The wives mainly blamed the massively multiplayer online role-playing games (MMORPG) World of Warcraft and Call of Duty for their troubles.
I guess they didn't appreciate getting up at 4 in the morning to grind for gold as important or fair.
Death of a Social Life
I suppose, closely following on from the previous point is the death of a social life.
Well that depends what you count as a social life.
Whether its playing a MMPORG or Xbox Live, it's pretty certain that you can and will interact with real people, just you can see them or touch them or even be on the same continent as them. While many people have successfully garnered fully functioning friendships and relationships through gaming, there are more stories about those losing touch with friends and family in real life - or IRL - because of joypad or mouse.
While many people have managed to fit a work life, social life and love life - and of course occasionally exercise - into their daily routine, apparently some people want to blame the games themselves for turning them into a reclusive loser.
So much so, that one WoW gamer, is suing the makers of the game because "he has no life".
In 2009, a UCLA graduate sought $1m in damages, accusing the game developers of "sneaky and deceitful practices" for turning him into an agitated gamer who "relies on video games heavily for the little ongoing happiness he can achieve in this life, via the gaming medium".
Make no qualms about it; gaming can get very addictive. There are addict forums and actual charging therapists for such an ailment.
Games like MMPORGs do not have an end game - you can spend hours, days, weeks, years bettering your character, doing quests, completing achievements - the list is endless. I, like many others, have spent untold time and Saturday nights staying in going on a quest or a raid, or have woken up exceptionally early to avoid peak times when the server will lag.
So it's no surprise that, as with any hobby, some people take it just a bit too far.
Recently, a 15-year old Ohio schoolboy was taken to hospital for apparently going on a four-day Xbox gaming marathon, playing Modern Warfare 3. While the doctor and his mother have told the press he is expected to make a full recovery, this mum did confirm that she has taken away his Xbox.
But it hasn't just resulted in illness, some hardcore gamers have given their lives to it.

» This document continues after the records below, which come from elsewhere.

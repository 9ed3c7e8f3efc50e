//! UTF-16 decode/encode with BOM-based endian detection (spec §4.2).

use super::error::CodecError;
use super::is_noncharacter;
use super::Endian;

const REPLACEMENT: u32 = 0xFFFD;

fn read_u16(bytes: &[u8], i: usize, endian: Endian) -> u16 {
    match endian {
        Endian::Big => u16::from_be_bytes([bytes[i], bytes[i + 1]]),
        Endian::Little => u16::from_le_bytes([bytes[i], bytes[i + 1]]),
    }
}

fn write_u16(out: &mut Vec<u8>, unit: u16, endian: Endian) {
    match endian {
        Endian::Big => out.extend_from_slice(&unit.to_be_bytes()),
        Endian::Little => out.extend_from_slice(&unit.to_le_bytes()),
    }
}

/// Strips a UTF-16 BOM if present, returning the endian it selects (the
/// caller-supplied `endian` is the fallback for an unmarked stream).
fn detect_bom(bytes: &[u8], fallback: Endian) -> (Endian, usize) {
    if bytes.len() >= 2 {
        if bytes[0] == 0xFE && bytes[1] == 0xFF {
            return (Endian::Big, 2);
        }
        if bytes[0] == 0xFF && bytes[1] == 0xFE {
            return (Endian::Little, 2);
        }
    }
    (fallback, 0)
}

pub fn decode(bytes: &[u8], fallback: Endian, errors: &mut Vec<CodecError>) -> Vec<u32> {
    let (endian, bom_len) = detect_bom(bytes, fallback);
    let mut out = Vec::with_capacity(bytes.len() / 2);
    let mut i = bom_len;
    while i < bytes.len() {
        if i + 2 > bytes.len() {
            errors.push(CodecError::Utf16Eos { byte_offset: i });
            out.push(REPLACEMENT);
            break;
        }
        let unit = read_u16(bytes, i, endian);
        if (0xD800..=0xDBFF).contains(&unit) {
            if i + 4 > bytes.len() {
                errors.push(CodecError::Utf16Eos { byte_offset: i });
                out.push(REPLACEMENT);
                i += 2;
                continue;
            }
            let low = read_u16(bytes, i + 2, endian);
            if !(0xDC00..=0xDFFF).contains(&low) {
                errors.push(CodecError::Utf16MissingSurrogate { byte_offset: i });
                out.push(REPLACEMENT);
                i += 2;
                continue;
            }
            let high10 = u32::from(unit) - 0xD800;
            let low10 = u32::from(low) - 0xDC00;
            let cp = 0x10000 + (high10 << 10) + low10;
            push_scalar(&mut out, errors, i, cp);
            i += 4;
            continue;
        }
        if (0xDC00..=0xDFFF).contains(&unit) {
            errors.push(CodecError::Utf16MissingSurrogate { byte_offset: i });
            out.push(REPLACEMENT);
            i += 2;
            continue;
        }
        push_scalar(&mut out, errors, i, u32::from(unit));
        i += 2;
    }
    out
}

fn push_scalar(out: &mut Vec<u32>, errors: &mut Vec<CodecError>, byte_offset: usize, cp: u32) {
    if is_noncharacter(cp) {
        errors.push(CodecError::Noncharacter { byte_offset, codepoint: cp });
        out.push(REPLACEMENT);
    } else {
        out.push(cp);
    }
}

pub fn encode(codepoints: &[u32], endian: Endian) -> Vec<u8> {
    let mut out = Vec::with_capacity(codepoints.len() * 2);
    for &cp in codepoints {
        if cp <= 0xFFFF {
            write_u16(&mut out, cp as u16, endian);
        } else {
            let v = cp - 0x10000;
            let high = 0xD800 + (v >> 10) as u16;
            let low = 0xDC00 + (v & 0x3FF) as u16;
            write_u16(&mut out, high, endian);
            write_u16(&mut out, low, endian);
        }
    }
    out
}

#[cfg(test)]
mod tests {
    use super::*;

    #[test]
    fn bom_selects_endian() {
        let mut errors = Vec::new();
        let bytes = [0xFE, 0xFF, 0x00, 0x41];
        let cps = decode(&bytes, Endian::Little, &mut errors);
        assert!(errors.is_empty());
        assert_eq!(cps, vec![0x41]);
    }

    #[test]
    fn surrogate_pair_round_trip() {
        let mut errors = Vec::new();
        let bytes = encode(&[0x1F600], Endian::Big);
        let cps = decode(&bytes, Endian::Big, &mut errors);
        assert!(errors.is_empty());
        assert_eq!(cps, vec![0x1F600]);
    }

    #[test]
    fn lone_high_surrogate_is_an_error() {
        let mut errors = Vec::new();
        let cps = decode(&[0xD8, 0x00, 0x00, 0x41], Endian::Big, &mut errors);
        assert_eq!(cps, vec![0xFFFD, 0x41]);
        assert_eq!(errors.len(), 1);
    }

    #[test]
    fn lone_low_surrogate_is_an_error() {
        let mut errors = Vec::new();
        let cps = decode(&[0xDC, 0x00], Endian::Big, &mut errors);
        assert_eq!(cps, vec![0xFFFD]);
        assert_eq!(errors.len(), 1);
    }
}
//! On-disk layout of an installed bundle
//!
//! ```text
//! <cache>/
//! ├── bundles/
//! │   └── <quoted id>/
//! │       └── <version>/
//! │           ├── manifest
//! │           ├── graphs/<blake3(context id)>.nt
//! │           └── files/<project-relative path>
//! └── locks/
//!     └── <quoted id>@<version>.lock
//! ```

use std::path::{Path, PathBuf};

use crate::domain::Version;
use crate::path_utils;

/// Manifest file name inside a bundle directory and archive
pub const MANIFEST_FILE: &str = "manifest";

/// Serialized graphs subdirectory
pub const GRAPHS_DIR: &str = "graphs";

/// Included files subdirectory
pub const FILES_DIR: &str = "files";

/// Extension of serialized graph files
pub const GRAPH_EXTENSION: &str = "nt";

/// Bundles subdirectory within a cache root
pub const BUNDLES_DIR: &str = "bundles";

/// Lock files subdirectory within a cache root
pub const LOCKS_DIR: &str = "locks";

/// Prefix of staging directories next to a bundle's final directory
pub const STAGING_PREFIX: &str = ".staging-";

/// Deterministic graph file name for a context identifier
pub fn graph_file_name(context: &str) -> String {
    format!(
        "{}.{}",
        blake3::hash(context.as_bytes()).to_hex(),
        GRAPH_EXTENSION
    )
}

/// Archive entry path of a graph file
pub fn graph_entry(file_name: &str) -> String {
    format!("{GRAPHS_DIR}/{file_name}")
}

/// Archive entry path of an included file
pub fn file_entry(relative: &str) -> String {
    format!("{FILES_DIR}/{relative}")
}

/// Directory holding every version of a bundle id
pub fn id_dir(root: &Path, id: &str) -> PathBuf {
    root.join(BUNDLES_DIR).join(path_utils::quote_id(id))
}

/// Directory of one installed bundle version
pub fn bundle_dir(root: &Path, id: &str, version: Version) -> PathBuf {
    id_dir(root, id).join(version.to_string())
}

/// Lock file guarding writes to one bundle version
pub fn lock_file(root: &Path, id: &str, version: Version) -> PathBuf {
    root.join(LOCKS_DIR)
        .join(format!("{}@{}.lock", path_utils::quote_id(id), version))
}

#[cfg(test)]
mod tests {
    use super::*;

    #[test]
    fn test_graph_file_name_is_stable_and_distinct() {
        let a = graph_file_name("http://example.org/ctx");
        assert_eq!(a, graph_file_name("http://example.org/ctx"));
        assert_ne!(a, graph_file_name("http://example.org/ctx2"));
        assert!(a.ends_with(".nt"));
        assert!(path_utils::is_safe_relative(&graph_entry(&a)));
    }

    #[test]
    fn test_bundle_dir_quotes_id() {
        let dir = bundle_dir(Path::new("/cache"), "ex/a", 2);
        assert_eq!(dir, PathBuf::from("/cache/bundles/ex%2Fa/2"));
    }

    #[test]
    fn test_lock_file_per_key() {
        let root = Path::new("/cache");
        assert_ne!(lock_file(root, "ex/a", 1), lock_file(root, "ex/a", 2));
        assert_ne!(lock_file(root, "ex/a", 1), lock_file(root, "ex-a", 1));
    }
}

There has been a spate of deaths in MMPORG gaming in Asia over the past few years, which is unsurprising considering you can earn a fulltime wage and sponsorship playing in PvP (player versus player) tournaments online.
One of the top players in Starcraft, Korean Lim Yo-Hwan earned over $400,000 until he "retired" in 2010.
As an example, during a Chinese national holiday, one 28-year-old WoW gamer died after playing the online game" for several days. This was followed by another death in similar circumstances shortly after.
Over in Korea, a husband and wife faced criminal charges after their baby daughter died when they left her alone in order to play World of Warcraft. Police said the parents left their four month-old child alone in a bedroom while they went to play the MMORPG at a local internet cafe.
In New Taipei City a 23-year-old man died in an internet cafe after 10 straight hours of gaming and apparently fellow gamers disregarded his corpse while the police investigated.